=== Section Start ===

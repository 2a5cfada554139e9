use std::sync::Arc;

use chrono::{DateTime, Duration, Local, TimeZone};
use parking_lot::Mutex;

use super::DeauthMonitor;
use crate::logic::alerts::{Alert, PatternKind};
use crate::logic::config::{DetectorConfig, RapidDedup};
use crate::logic::connection::ConnectionSnapshot;
use crate::logic::error::MonitorError;
use crate::logic::history::DisconnectEvent;

fn base() -> DateTime<Local> {
    Local.with_ymd_and_hms(2025, 6, 10, 14, 0, 0).unwrap()
}

fn secs(s: i64) -> DateTime<Local> {
    base() + Duration::seconds(s)
}

/// Connect at `connect_at`, drop at `disconnect_at`
fn cycle(
    monitor: &DeauthMonitor,
    ssid: &str,
    signal: u8,
    connect_at: DateTime<Local>,
    disconnect_at: DateTime<Local>,
) -> Option<DisconnectEvent> {
    monitor.record_snapshot(ConnectionSnapshot::connected(ssid, signal, connect_at));
    monitor.record_snapshot(ConnectionSnapshot::disconnected(disconnect_at))
}

fn collect_alerts(monitor: &DeauthMonitor) -> Arc<Mutex<Vec<Alert>>> {
    let seen = Arc::new(Mutex::new(Vec::new()));
    let s = Arc::clone(&seen);
    monitor.subscribe(move |a: &Alert| s.lock().push(a.clone()));
    seen
}

/// Four 10-second connections to "Office" at 80%, all inside three minutes
fn office_burst(monitor: &DeauthMonitor) -> Vec<DisconnectEvent> {
    (0..4)
        .filter_map(|i| cycle(monitor, "Office", 80, secs(i * 45), secs(i * 45 + 10)))
        .collect()
}

#[test]
fn test_office_burst_scores_high_and_alerts_once() {
    let monitor = DeauthMonitor::with_defaults();
    let seen = collect_alerts(&monitor);

    let events = office_burst(&monitor);
    assert_eq!(events.len(), 4);
    assert!(events[2].threat_score >= 9, "got {}", events[2].threat_score);
    assert_eq!(events[3].threat_score, 10);

    let immediate = seen
        .lock()
        .iter()
        .filter(|a| a.pattern == PatternKind::ImmediateHighThreat)
        .count();
    assert_eq!(immediate, 4);

    let alerts = monitor.tick_at(secs(180));
    assert_eq!(alerts.len(), 1);
    assert_eq!(alerts[0].pattern, PatternKind::RapidDisconnect);
    assert_eq!(alerts[0].threat_score, 8);
    assert_eq!(alerts[0].details, "4 disconnects in 5 minutes");

    assert!(monitor.tick_at(secs(195)).is_empty());
    assert_eq!(monitor.stats().alerts.count(PatternKind::RapidDisconnect), 1);
}

#[test]
fn test_long_weak_daytime_disconnect_is_benign() {
    let monitor = DeauthMonitor::with_defaults();
    let seen = collect_alerts(&monitor);

    let event = cycle(&monitor, "Home", 20, base() - Duration::minutes(30), base()).unwrap();
    assert_eq!(event.connection_duration_secs, 1800.0);
    assert_eq!(event.threat_score, 0);
    assert!(seen.lock().is_empty());
}

#[test]
fn test_immediate_alert_details() {
    let monitor = DeauthMonitor::with_defaults();
    let seen = collect_alerts(&monitor);

    cycle(&monitor, "Office", 80, secs(0), secs(10));

    let seen = seen.lock();
    assert_eq!(seen.len(), 1);
    assert_eq!(seen[0].reason, "High-risk disconnect pattern");
    assert_eq!(seen[0].ssid.as_deref(), Some("Office"));
    assert_eq!(
        seen[0].details,
        "Threat score 10/10: very short connection (10s) +6, strong signal (80%) +4"
    );
}

#[test]
fn test_brief_connection_alert_below_high_risk_bar() {
    let monitor = DeauthMonitor::with_defaults();
    let seen = collect_alerts(&monitor);

    // short +6 only
    let event = cycle(&monitor, "Office", 40, secs(0), secs(20)).unwrap();
    assert_eq!(event.threat_score, 6);

    let seen = seen.lock();
    assert_eq!(seen.len(), 1);
    assert_eq!(seen[0].reason, "Rapid disconnect after brief connection");
}

#[test]
fn test_cafe_interference() {
    let monitor = DeauthMonitor::with_defaults();
    for i in 0..10 {
        let signal = if i % 2 == 0 { 10 } else { 85 };
        monitor.record_snapshot(ConnectionSnapshot::connected("Cafe", signal, secs(i * 30)));
    }

    let alerts = monitor.tick_at(secs(300));
    assert_eq!(alerts.len(), 1);
    assert_eq!(alerts[0].pattern, PatternKind::SignalInterference);
    assert_eq!(alerts[0].threat_score, 6);
    assert_eq!(alerts[0].ssid.as_deref(), Some("Cafe"));
}

#[test]
fn test_regular_disconnects_trigger_temporal_alert() {
    let monitor = DeauthMonitor::with_defaults();
    for k in 0..5 {
        let drop_at = secs(k * 300);
        cycle(&monitor, &format!("Net{}", k), 60, drop_at - Duration::seconds(200), drop_at);
    }

    let alerts = monitor.tick_at(secs(1210));
    let kinds: Vec<_> = alerts.iter().map(|a| a.pattern).collect();
    assert_eq!(kinds, vec![PatternKind::TemporalRegularity]);
    assert_eq!(alerts[0].details, "Regular disconnect pattern every 300s");
}

#[test]
fn test_irregular_disconnects_stay_quiet() {
    let monitor = DeauthMonitor::with_defaults();
    for (k, off) in [0i64, 50, 950, 1070, 1770].into_iter().enumerate() {
        let drop_at = secs(off);
        cycle(&monitor, &format!("Net{}", k), 60, drop_at - Duration::seconds(20), drop_at);
    }

    assert!(monitor.tick_at(secs(1800)).is_empty());
}

#[test]
fn test_one_event_per_disconnect_edge() {
    let monitor = DeauthMonitor::with_defaults();

    monitor.record_snapshot(ConnectionSnapshot::connected("Office", 60, secs(0)));
    assert!(monitor.record_snapshot(ConnectionSnapshot::disconnected(secs(300))).is_some());
    assert!(monitor.record_snapshot(ConnectionSnapshot::disconnected(secs(301))).is_none());
    assert!(monitor.record_snapshot(ConnectionSnapshot::disconnected(secs(302))).is_none());

    let stats = monitor.stats();
    assert_eq!(stats.snapshots_seen, 4);
    assert_eq!(stats.disconnects_recorded, 1);
    assert_eq!(stats.disconnect_events, 1);
    assert!(!stats.connected);
}

#[test]
fn test_stores_respect_retention() {
    let monitor = DeauthMonitor::with_defaults();
    cycle(&monitor, "Office", 60, secs(-600), secs(0));

    let later = base() + Duration::hours(25);
    cycle(&monitor, "Office", 60, later, later + Duration::minutes(10));

    let stats = monitor.stats();
    assert_eq!(stats.disconnect_events, 1);
    assert_eq!(stats.signal_samples, 1);
    assert!(monitor.disconnects_since(base()).iter().all(|e| e.captured_at > base()));
}

#[test]
fn test_connected_snapshot_expires_old_disconnects() {
    let monitor = DeauthMonitor::with_defaults();
    cycle(&monitor, "Office", 60, secs(-600), secs(0));
    assert_eq!(monitor.stats().disconnect_events, 1);

    // reconnect a day later, no new disconnect edge
    let later = base() + Duration::hours(25);
    assert!(monitor
        .record_snapshot(ConnectionSnapshot::connected("Office", 60, later))
        .is_none());

    let stats = monitor.stats();
    assert_eq!(stats.disconnect_events, 0);
    assert_eq!(stats.signal_samples, 1);
}

#[test]
fn test_disconnected_snapshots_expire_old_signal_samples() {
    let monitor = DeauthMonitor::with_defaults();
    monitor.record_snapshot(ConnectionSnapshot::connected("Office", 60, secs(0)));
    monitor.record_snapshot(ConnectionSnapshot::disconnected(base() + Duration::minutes(30)));
    assert_eq!(monitor.stats().signal_samples, 1);

    monitor.record_snapshot(ConnectionSnapshot::disconnected(base() + Duration::hours(2)));

    let stats = monitor.stats();
    assert_eq!(stats.signal_samples, 0);
    assert_eq!(stats.disconnect_events, 1);
}

#[test]
fn test_mark_alerted_keeps_cluster_for_other_detectors() {
    let config = DetectorConfig {
        rapid_dedup: RapidDedup::MarkAlerted,
        ..Default::default()
    };
    let monitor = DeauthMonitor::new(config).unwrap();
    office_burst(&monitor);

    let first: Vec<_> = monitor.tick_at(secs(180)).iter().map(|a| a.pattern).collect();
    assert_eq!(
        first,
        vec![
            PatternKind::RapidDisconnect,
            PatternKind::TemporalRegularity,
            PatternKind::NetworkTargeting,
        ]
    );
    assert_eq!(monitor.stats().disconnect_events, 4);

    let second: Vec<_> = monitor.tick_at(secs(195)).iter().map(|a| a.pattern).collect();
    assert!(!second.contains(&PatternKind::RapidDisconnect));
}

#[test]
fn test_recent_events_newest_first() {
    let monitor = DeauthMonitor::with_defaults();
    office_burst(&monitor);

    let recent = monitor.recent_events_at(Duration::hours(1), secs(180));
    assert_eq!(recent.len(), 4);
    assert_eq!(recent[0].captured_at, secs(145));
    assert_eq!(recent[3].captured_at, secs(10));
    assert_eq!(recent[0].ssid, "Office");
    assert_eq!(recent[0].reason, "Strong signal disconnect (possible deauth)");

    assert_eq!(monitor.recent_events_at(Duration::seconds(90), secs(180)).len(), 2);
}

#[test]
fn test_clear_history_up_to() {
    let monitor = DeauthMonitor::with_defaults();
    office_burst(&monitor);

    assert_eq!(monitor.clear_history_up_to(secs(100)), 3);
    let left = monitor.disconnects_since(secs(-1));
    assert_eq!(left.len(), 1);
    assert_eq!(left[0].captured_at, secs(145));
}

#[test]
fn test_panicking_subscriber_does_not_stop_delivery() {
    let monitor = DeauthMonitor::with_defaults();
    let errors = Arc::new(Mutex::new(Vec::new()));
    let e = Arc::clone(&errors);
    monitor.emitter().on_error(move |err| e.lock().push(err.clone()));

    monitor.subscribe(|_: &Alert| panic!("gui crashed"));
    let seen = collect_alerts(&monitor);

    let event = cycle(&monitor, "Office", 80, secs(0), secs(10));
    assert!(event.is_some());
    assert_eq!(seen.lock().len(), 1);

    let errors = errors.lock();
    assert_eq!(errors.len(), 1);
    assert!(matches!(
        &errors[0],
        MonitorError::SubscriberPanicked { message, .. } if message == "gui crashed"
    ));
}

#[test]
fn test_invalid_config_is_rejected() {
    let config = DetectorConfig {
        suspicious_window_minutes: 0,
        ..Default::default()
    };
    assert!(matches!(
        DeauthMonitor::new(config),
        Err(MonitorError::InvalidConfig { .. })
    ));
}

#[test]
fn test_oversized_window_is_rejected_before_build() {
    let config = DetectorConfig {
        pattern_memory_hours: i64::MAX / 2,
        ..Default::default()
    };
    assert!(matches!(
        DeauthMonitor::new(config),
        Err(MonitorError::InvalidConfig { field: "pattern_memory_hours", .. })
    ));

    let config = DetectorConfig {
        suspicious_window_minutes: i64::MAX / 60,
        ..Default::default()
    };
    assert!(matches!(
        DeauthMonitor::new(config),
        Err(MonitorError::InvalidConfig { field: "suspicious_window_minutes", .. })
    ));
}

#[test]
fn test_reset_clears_state_but_keeps_subscribers() {
    let monitor = DeauthMonitor::with_defaults();
    let seen = collect_alerts(&monitor);
    office_burst(&monitor);
    monitor.reset();

    let stats = monitor.stats();
    assert_eq!(stats.disconnect_events, 0);
    assert_eq!(stats.signal_samples, 0);
    assert_eq!(stats.snapshots_seen, 0);
    assert_eq!(stats.alerts.total_alerts, 0);

    seen.lock().clear();
    cycle(&monitor, "Office", 80, secs(600), secs(610));
    assert_eq!(seen.lock().len(), 1);
}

=== Section End ===

To do | Reproduce word for word only the first line of the listing above and each line after it through the line with "assert_eq!(immediate, 4);".

Answer for this exercise |
repository 2a5cfada554139e9
use std::sync::Arc;

use chrono::{DateTime, Duration, Local, TimeZone};
use parking_lot::Mutex;

use super::DeauthMonitor;
use crate::logic::alerts::{Alert, PatternKind};
use crate::logic::config::{DetectorConfig, RapidDedup};
use crate::logic::connection::ConnectionSnapshot;
use crate::logic::error::MonitorError;
use crate::logic::history::DisconnectEvent;

fn base() -> DateTime<Local> {
    Local.with_ymd_and_hms(2025, 6, 10, 14, 0, 0).unwrap()
}

fn secs(s: i64) -> DateTime<Local> {
    base() + Duration::seconds(s)
}

/// Connect at `connect_at`, drop at `disconnect_at`
fn cycle(
    monitor: &DeauthMonitor,
    ssid: &str,
    signal: u8,
    connect_at: DateTime<Local>,
    disconnect_at: DateTime<Local>,
) -> Option<DisconnectEvent> {
    monitor.record_snapshot(ConnectionSnapshot::connected(ssid, signal, connect_at));
    monitor.record_snapshot(ConnectionSnapshot::disconnected(disconnect_at))
}

fn collect_alerts(monitor: &DeauthMonitor) -> Arc<Mutex<Vec<Alert>>> {
    let seen = Arc::new(Mutex::new(Vec::new()));
    let s = Arc::clone(&seen);
    monitor.subscribe(move |a: &Alert| s.lock().push(a.clone()));
    seen
}

/// Four 10-second connections to "Office" at 80%, all inside three minutes
fn office_burst(monitor: &DeauthMonitor) -> Vec<DisconnectEvent> {
    (0..4)
        .filter_map(|i| cycle(monitor, "Office", 80, secs(i * 45), secs(i * 45 + 10)))
        .collect()
}

#[test]
fn test_office_burst_scores_high_and_alerts_once() {
    let monitor = DeauthMonitor::with_defaults();
    let seen = collect_alerts(&monitor);

    let events = office_burst(&monitor);
    assert_eq!(events.len(), 4);
    assert!(events[2].threat_score >= 9, "got {}", events[2].threat_score);
    assert_eq!(events[3].threat_score, 10);

    let immediate = seen
        .lock()
        .iter()
        .filter(|a| a.pattern == PatternKind::ImmediateHighThreat)
        .count();
    assert_eq!(immediate, 4);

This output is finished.